“Sentir que es un soplo la vida, ¡que veinte años no es nada!”
Carlos Gardel
La mañana del 11 de septiembre de 2001, han coincidido los historiadores, inició —propiamente— el nuevo milenio: con nuevas coordenadas geopolíticas, estratégicas y de valores a las que seguimos acostumbrándonos.
Quienes pudimos mirar cómo algo tan sólido como un rascacielos, el centro neurálgico del capitalismo mundial, meciéndose como un barco naufragando comprendimos que era el final de una época; que para entrar en los nuevos tiempos era necesario romper algunas ilusiones y abrir espacio a nuevas. Ésa es, en mi opinión, la consecuencia principal de los atentados.
La primera ilusión rota fue la de la invulnerabilidad del territorio norteamericano que, súbitamente, encontró que su ciudad icónica —el alojamiento de artistas e intelectuales, la guarida de los bon vivant del mundo— había sido atacada: que habían puesto de rodillas su seguridad cuando dinamitaron las icónicas Torres Gemelas; esas que buscaban huir de los edificios de hormigón, pesados y complejos, y que dentro del halo del modernismo romántico —diseñado por Minoru Yamasaki— albergó a restaurantes icónicos, como Windows of the World: el restaurante más espectacular en la ciudad más grandiosa, del país más poderoso del mundo.
Estados Unidos respondió y llevó la guerra fuera de su territorio con un objetivo claro: capturar a Bin Laden, juzgar a los responsables, reducir el poder del grupo terrorista Al Qaeda. En ese sentido, las tropas norteamericanas cumplieron con su misión y, a pesar de la desafortunada salida de Afganistán, debemos reconocer su esfuerzo, su entrega y su exitosa incursión.
A pesar de ello, la segunda ilusión que rompe el 11 de septiembre es la de la necesidad de ser salvados, el mito del mesías político que solucionará todos los problemas de un país. La incursión en Afganistán y la evolución del conflicto mostraron que, aunque las tropas norteamericanas cumplieron sus objetivos, la volatilidad social y la inestabilidad política abrieron batallas que no les correspondía librar pues, como he publicado antes, los primeros interesados en tener un estado ordenado, estable y justo son los ciudadanos que lo habitan. Si esta idea hubiera estado más asumida, varios gobiernos populistas no habrían tenido éxito en las urnas.
La tercera ilusión rota es la de fijezas —de las identidades, de los modelos económicos, de las coordenadas políticas—. Si algo nos han dejado claro los primeros años de este milenio es que “sé es siendo, dejando de ser”, como escribió Heidegger —parafraseando a Heráclito—.

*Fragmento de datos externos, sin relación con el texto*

const RECOGNIZED: &[FieldDef] = &[
    field_def(FIRST_NAME, FieldKind::Text, Scope::Contact),
    field_def(LAST_NAME, FieldKind::Text, Scope::Contact),
    field_def("salutationName", FieldKind::Text, Scope::Contact),
    field_def("title", FieldKind::Text, Scope::Contact),
    field_def("cCurrentTitle", FieldKind::Text, Scope::Contact),
    field_def("cCurrentCompany", FieldKind::Text, Scope::Contact),
    field_def("cSkills", FieldKind::Text, Scope::Contact),
    field_def("cLinkedInURL", FieldKind::Text, Scope::Contact),
    field_def("addressStreet", FieldKind::Text, Scope::Contact),
    field_def("addressCity", FieldKind::Text, Scope::Contact),
    field_def("addressState", FieldKind::Text, Scope::Contact),
    field_def("addressPostalCode", FieldKind::Text, Scope::Contact),
    field_def("addressCountry", FieldKind::Text, Scope::Contact),
    field_def("accountId", FieldKind::Text, Scope::Contact),
    field_def("doNotCall", FieldKind::Flag, Scope::Contact),
    field_def(NAME, FieldKind::Text, Scope::Account),
    field_def("website", FieldKind::Text, Scope::Account),
    field_def("industry", FieldKind::Text, Scope::Account),
    field_def("type", FieldKind::Text, Scope::Account),
    field_def("sicCode", FieldKind::Text, Scope::Account),
    field_def("billingAddressStreet", FieldKind::Text, Scope::Account),
    field_def("billingAddressCity", FieldKind::Text, Scope::Account),
    field_def("billingAddressState", FieldKind::Text, Scope::Account),
    field_def("billingAddressPostalCode", FieldKind::Text, Scope::Account),
    field_def("billingAddressCountry", FieldKind::Text, Scope::Account),
    field_def("shippingAddressStreet", FieldKind::Text, Scope::Account),
    field_def("shippingAddressCity", FieldKind::Text, Scope::Account),
    field_def("shippingAddressState", FieldKind::Text, Scope::Account),
    field_def("shippingAddressPostalCode", FieldKind::Text, Scope::Account),
    field_def("shippingAddressCountry", FieldKind::Text, Scope::Account),
    field_def("description", FieldKind::Text, Scope::Both),
    field_def(EMAIL_ADDRESS, FieldKind::Email, Scope::Both),
    field_def(EMAIL_ADDRESS_DATA, FieldKind::Emails, Scope::Both),
    field_def(PHONE_NUMBER_DATA, FieldKind::Phones, Scope::Both),
];

fn lookup(entity: EntityType, name: &str) -> Option<&'static FieldDef> {
    RECOGNIZED.iter().find(|s| {
        s.name == name
            && match s.scope {
                Scope::Both => true,
                Scope::Contact => entity == EntityType::Contact,
                Scope::Account => entity == EntityType::Account,
            }
    })
}

/// Fields that identify a record and are never touched by a plain merge.
pub fn identity_fields(entity: EntityType) -> &'static [FieldName] {
    match entity {
        EntityType::Contact => &[FIRST_NAME, LAST_NAME],
        EntityType::Account => &[NAME],
    }
}

// ────────────────────────────────────────────────────────────────────────────
// Values
// ────────────────────────────────────────────────────────────────────────────

#[derive(Debug, Clone, PartialEq, Serialize)]
#[serde(untagged)]
pub enum FieldValue {
    Text(String),
    Flag(bool),
    Phones(Vec<PhoneEntry>),
    Emails(Vec<EmailEntry>),
}

impl FieldValue {
    /// JSON for the CRM. Phones are rendered by the format negotiator instead.
    pub fn to_crm(&self) -> Option<Value> {
        match self {
            FieldValue::Text(s) => Some(Value::String(s.clone())),
            FieldValue::Flag(b) => Some(Value::Bool(*b)),
            FieldValue::Emails(entries) => {
                Some(Value::Array(entries.iter().map(EmailEntry::to_crm).collect()))
            }
            FieldValue::Phones(_) => None,
        }
    }

    /// True when `record` already stores this exact value under `name`.
    pub fn matches_stored(&self, name: &str, record: &CrmRecord) -> bool {
        match self {
            FieldValue::Text(incoming) => match record.fields.get(name).and_then(value_as_text) {
                Some(stored) if name == EMAIL_ADDRESS => stored.eq_ignore_ascii_case(incoming),
                Some(stored) => stored == *incoming,
                None => false,
            },
            FieldValue::Flag(incoming) => {
                record.fields.get(name).and_then(Value::as_bool) == Some(*incoming)
            }
            FieldValue::Phones(incoming) => stored_phones(record) == *incoming,
            FieldValue::Emails(incoming) => {
                let stored = stored_emails(record);
                stored.len() == incoming.len()
                    && stored.iter().zip(incoming).all(|(s, i)| {
                        s.address.eq_ignore_ascii_case(&i.address)
                            && s.is_primary == i.is_primary
                            && s.opt_out == i.opt_out
                            && s.invalid == i.invalid
                    })
            }
        }
    }
}

fn value_as_text(value: &Value) -> Option<String> {
    match value {
        Value::String(s) => Some(s.trim().to_string()),
        Value::Number(n) => Some(n.to_string()),
        _ => None,
    }
}

fn flag(value: Option<&Value>) -> bool {
    value.and_then(Value::as_bool).unwrap_or(false)
}

/// Phone collection as stored on `record`, canonicalized to 10-digit numbers.
/// Falls back to the scalar `phoneNumber` when no collection was returned.
pub fn stored_phones(record: &CrmRecord) -> Vec<PhoneEntry> {
    if let Some(items) = record.fields.get(PHONE_NUMBER_DATA).and_then(Value::as_array) {
        return items
            .iter()
            .filter_map(|item| {
                let number = normalize_phone(item.get("phoneNumber")?.as_str()?).ok()?;
                Some(PhoneEntry {
                    number,
                    kind: item
                        .get("type")
                        .and_then(Value::as_str)
                        .map(PhoneKind::parse)
                        .unwrap_or_default(),
                    is_primary: flag(item.get("primary")),
                    opt_out: flag(item.get("optOut")),
                    invalid: flag(item.get("invalid")),
                })
            })
            .collect();
    }

    record
        .text(PHONE_NUMBER)
        .and_then(|raw| normalize_phone(raw).ok())
        .map(|number| vec![PhoneEntry::new(number, PhoneKind::Mobile, true)])
        .unwrap_or_default()
}

/// Email collection as stored on `record`, falling back to the scalar `emailAddress`.
pub fn stored_emails(record: &CrmRecord) -> Vec<EmailEntry> {
    if let Some(items) = record.fields.get(EMAIL_ADDRESS_DATA).and_then(Value::as_array) {
        return items
            .iter()
            .filter_map(|item| {
                Some(EmailEntry {
                    address: item.get("emailAddress")?.as_str()?.trim().to_string(),
                    is_primary: flag(item.get("primary")),
                    opt_out: flag(item.get("optOut")),
                    invalid: flag(item.get("invalid")),
                })
            })
            .collect();
    }

    record
        .text(EMAIL_ADDRESS)
        .map(|address| vec![EmailEntry::new(address.to_string(), true)])
        .unwrap_or_default()
}

// ────────────────────────────────────────────────────────────────────────────
// FieldMap
// ────────────────────────────────────────────────────────────────────────────

/// Ordered map from recognized CRM field name to value. Inserting an existing
/// name replaces the value in place.
#[derive(Debug, Clone, Default, PartialEq, Serialize)]
pub struct FieldMap {
    entries: Vec<(FieldName, FieldValue)>,
}

impl FieldMap {
    pub fn new() -> Self {
        Self::default()
    }

    pub fn insert(&mut self, name: FieldName, value: FieldValue) {
        match self.entries.iter_mut().find(|(n, _)| *n == name) {
            Some(slot) => slot.1 = value,
            None => self.entries.push((name, value)),
        }
    }

    pub fn get(&self, name: &str) -> Option<&FieldValue> {
        self.entries.iter().find(|(n, _)| *n == name).map(|(_, v)| v)
    }

    pub fn text(&self, name: &str) -> Option<&str> {
        match self.get(name) {
            Some(FieldValue::Text(s)) => Some(s.as_str()),
            _ => None,
        }
    }

    pub fn iter(&self) -> impl Iterator<Item = (FieldName, &FieldValue)> {
        self.entries.iter().map(|(n, v)| (*n, v))
    }

    pub fn names(&self) -> Vec<FieldName> {
        self.entries.iter().map(|(n, _)| *n).collect()
    }

    pub fn len(&self) -> usize {
        self.entries.len()
    }

    pub fn is_empty(&self) -> bool {
        self.entries.is_empty()
    }

    pub fn phones(&self) -> Option<&[PhoneEntry]> {
        match self.get(PHONE_NUMBER_DATA) {
            Some(FieldValue::Phones(entries)) if !entries.is_empty() => Some(entries),
            _ => None,
        }
    }

    /// The scalar `emailAddress`, else the primary of `emailAddressData`.
    pub fn primary_email(&self) -> Option<&str> {
        if let Some(email) = self.text(EMAIL_ADDRESS) {
            return Some(email);
        }
        match self.get(EMAIL_ADDRESS_DATA) {
            Some(FieldValue::Emails(entries)) => entries
                .iter()
                .find(|e| e.is_primary)
                .map(|e| e.address.as_str()),
            _ => None,
        }
    }

    /// Full name for contacts, `name` for accounts.
    pub fn display_name(&self, entity: EntityType) -> Option<String> {
        let parts: Vec<&str> = identity_fields(entity)
            .iter()
            .filter_map(|f| self.text(f))
            .collect();
        (!parts.is_empty()).then(|| parts.join(" "))
    }

    /// Every identity field for `entity` is present.
    pub fn has_full_identity(&self, entity: EntityType) -> bool {
        identity_fields(entity).iter().all(|f| self.text(f).is_some())
    }

    pub fn identity(&self, entity: EntityType) -> FieldMap {
        let ids = identity_fields(entity);
        self.filtered(|name| ids.contains(&name))
    }

    pub fn without_identity(&self, entity: EntityType) -> FieldMap {
        let ids = identity_fields(entity);
        self.filtered(|name| !ids.contains(&name))
    }

    pub fn without_phones(&self) -> FieldMap {
        self.filtered(|name| name != PHONE_NUMBER_DATA)
    }

    fn filtered(&self, keep: impl Fn(FieldName) -> bool) -> FieldMap {
        self.entries
            .iter()
            .filter(|(n, _)| keep(*n))
            .cloned()
            .collect()
    }

    /// Request body with every non-phone field.
    pub fn to_payload(&self) -> Payload {
        self.entries
            .iter()
            .filter_map(|(name, value)| value.to_crm().map(|v| (name.to_string(), v)))
            .collect()
    }
}

impl FromIterator<(FieldName, FieldValue)> for FieldMap {
    fn from_iter<I: IntoIterator<Item = (FieldName, FieldValue)>>(iter: I) -> Self {
        let mut map = FieldMap::new();
        for (name, value) in iter {
            map.insert(name, value);
        }
        map
    }
}

impl IntoIterator for FieldMap {
    type Item = (FieldName, FieldValue);
    type IntoIter = std::vec::IntoIter<(FieldName, FieldValue)>;

    fn into_iter(self) -> Self::IntoIter {
        self.entries.into_iter()
    }
}

// ────────────────────────────────────────────────────────────────────────────
// Boundary parsing
// ────────────────────────────────────────────────────────────────────────────

#[derive(Debug, Clone, PartialEq, Eq, Serialize)]
pub struct RejectedField {
    pub field: String,
    pub reason: String,
}

impl RejectedField {
    fn new(field: impl Into<String>, reason: impl Into<String>) -> Self {
        Self {
            field: field.into(),
            reason: reason.into(),
        }
    }
}

#[derive(Debug, Clone, Default)]
pub struct ParsedFields {
    pub fields: FieldMap,
    pub rejected: Vec<RejectedField>,
}

/// Validates a flat key/value map from the NLU layer against the recognized
/// fields for `entity`. Null and blank values are treated as unset and skipped.
pub fn parse_fields(entity: EntityType, input: &Map<String, Value>) -> ParsedFields {
    let mut parsed = ParsedFields::default();
    let has_phone_collection = input.contains_key(PHONE_NUMBER_DATA);

    for (key, value) in input {
        if value.is_null() {
            continue;
        }

        // A scalar phone is shorthand for a one-entry primary Mobile collection.
        if key == PHONE_NUMBER {
            if has_phone_collection {
                continue;
            }
            match scalar_text(value).map(|raw| normalize_phone(&raw)) {
                Some(Ok(number)) => parsed.fields.insert(
                    PHONE_NUMBER_DATA,
                    FieldValue::Phones(vec![PhoneEntry::new(number, PhoneKind::Mobile, true)]),
                ),
                Some(Err(e)) => parsed.rejected.push(RejectedField::new(key, e.to_string())),
                None => {}
            }
            continue;
        }

        let Some(def) = lookup(entity, key) else {
            parsed.rejected.push(RejectedField::new(
                key.as_str(),
                format!("not a recognized {entity} field"),
            ));
            continue;
        };

        match parse_value(def, value, &mut parsed.rejected) {
            Ok(Some(v)) => parsed.fields.insert(def.name, v),
            Ok(None) => {}
            Err(reason) => parsed.rejected.push(RejectedField::new(def.name, reason)),
        }
    }

    parsed
}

El soplo de los nuevos tiempos no ha dejado de sorprendernos; a veces, para atemorizarnos, aunque —para una optimista empedernida, como yo—, las más para ilusionarnos atreviéndonos a construir aquello que soñamos en el milenio anterior.
Y, como bien dice Gardel, veinte años no han sido nada, aunque todavía sintamos cierta nostalgia romántica en este doble entretiempo —generacional y pandémico— por las ilusiones que perdimos ese 11 de septiembre, veinte años atrás.